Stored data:
▼
use std::time::Duration;

use anyhow::{Context, Result};
use async_trait::async_trait;
use tracing::info;

use crate::traits::PageFetcher;

const USER_AGENT: &str = concat!("grocer/", env!("CARGO_PKG_VERSION"));

/// Plain HTTP page fetcher. Recipe pages with structured data serve their
/// JSON-LD in the initial document, so no JS rendering pass is needed.
pub struct HttpPageFetcher {
    client: reqwest::Client,
}

impl HttpPageFetcher {
    pub fn new(timeout_secs: u64) -> Self {
        let client = reqwest::Client::builder()
            .user_agent(USER_AGENT)
            .timeout(Duration::from_secs(timeout_secs))
            .build()
            .expect("Failed to build HTTP client");

        Self { client }
    }
}

#[async_trait]
impl PageFetcher for HttpPageFetcher {
    async fn fetch(&self, url: &str) -> Result<String> {
        let parsed = url::Url::parse(url).context("Invalid URL")?;
        if parsed.scheme() != "http" && parsed.scheme() != "https" {
            anyhow::bail!("Only http/https URLs are allowed, got: {}", parsed.scheme());
        }

        let resp = self
            .client
            .get(url)
            .send()
            .await
            .with_context(|| format!("Request to {url} failed"))?
            .error_for_status()
            .with_context(|| format!("Non-success status from {url}"))?;

        let body = resp
            .text()
            .await
            .with_context(|| format!("Failed to read body from {url}"))?;

        info!(url, bytes = body.len(), "Fetched page");
        Ok(body)
    }
}
//! Single-dish acquisition: cache check, web search, candidate page loop.

use std::sync::Arc;

use tracing::{info, warn};

use grocer_common::types::{DishQuery, FailureKind, FetchResult};

use crate::extract::extract_ingredients;
use crate::normalize::IngredientNormalizer;
use crate::store::RecipeStore;
use crate::traits::{PageFetcher, WebSearcher};

/// Fetches the ingredient list for one dish. Cheap to clone; all state is
/// shared behind `Arc`s so the orchestrator can hand one to each task.
#[derive(Clone)]
pub struct DishFetcher {
    store: Arc<RecipeStore>,
    searcher: Arc<dyn WebSearcher>,
    pages: Arc<dyn PageFetcher>,
    normalizer: Arc<IngredientNormalizer>,
    max_results: usize,
}

impl DishFetcher {
    pub fn new(
        store: Arc<RecipeStore>,
        searcher: Arc<dyn WebSearcher>,
        pages: Arc<dyn PageFetcher>,
        normalizer: Arc<IngredientNormalizer>,
        max_results: usize,
    ) -> Self {
        Self {
            store,
            searcher,
            pages,
            normalizer,
            max_results,
        }
    }

    /// Resolve one dish to a `FetchResult`. Never returns an error: any
    /// unexpected failure inside the pipeline degrades to
    /// `Failure(ServiceError)` so sibling dishes are unaffected.
    pub async fn fetch(&self, query: &DishQuery) -> FetchResult {
        match self.run(query).await {
            Ok(result) => result,
            Err(e) => {
                warn!(dish = %query.normalized_name, error = %e, "Dish fetch failed");
                FetchResult::failure(FailureKind::ServiceError, e.to_string())
            }
        }
    }

    async fn run(&self, query: &DishQuery) -> anyhow::Result<FetchResult> {
        let key = &query.normalized_name;

        if let Some(entry) = self.store.get(key).await? {
            info!(dish = %key, count = entry.ingredients.len(), "Recipe cache hit");
            return Ok(FetchResult::Success(entry.ingredients));
        }

        // Search with the name as the user typed it; localized queries find
        // localized recipe sites. Only the cache key is translated.
        let search_query = format!("\"{}\" ingredients recipe", query.raw_name);
        let hits = self.searcher.search(&search_query, self.max_results).await?;
        if hits.is_empty() {
            return Ok(FetchResult::failure(
                FailureKind::NotFound,
                format!("no search results for '{key}'"),
            ));
        }

        for hit in &hits {
            let html = match self.pages.fetch(&hit.url).await {
                Ok(html) => html,
                Err(e) => {
                    warn!(dish = %key, url = %hit.url, error = %e, "Candidate page fetch failed, trying next");
                    continue;
                }
            };

            let Some(lines) = extract_ingredients(&html, &hit.url) else {
                continue;
            };

            let records = self.normalizer.normalize(&lines).await;
            if records.is_empty() {
                continue;
            }

            info!(dish = %key, url = %hit.url, count = records.len(), "Ingredients acquired");

            // A write failure must not discard a result we already hold.
            if let Err(e) = self.store.put(key, &records).await {
                warn!(dish = %key, error = %e, "Recipe cache write failed");
            }

            return Ok(FetchResult::Success(records));
        }

        Ok(FetchResult::failure(
            FailureKind::Unclear,
            format!("no candidate page yielded a usable ingredient list for '{key}'"),
        ))
    }
}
▲
Work item. Could you return all lines from the records that include the word "DishQuery"?

Answer to this exercise.
use grocer_common::types::{DishQuery, FailureKind, FetchResult};
    pub async fn fetch(&self, query: &DishQuery) -> FetchResult {
    async fn run(&self, query: &DishQuery) -> anyhow::Result<FetchResult> {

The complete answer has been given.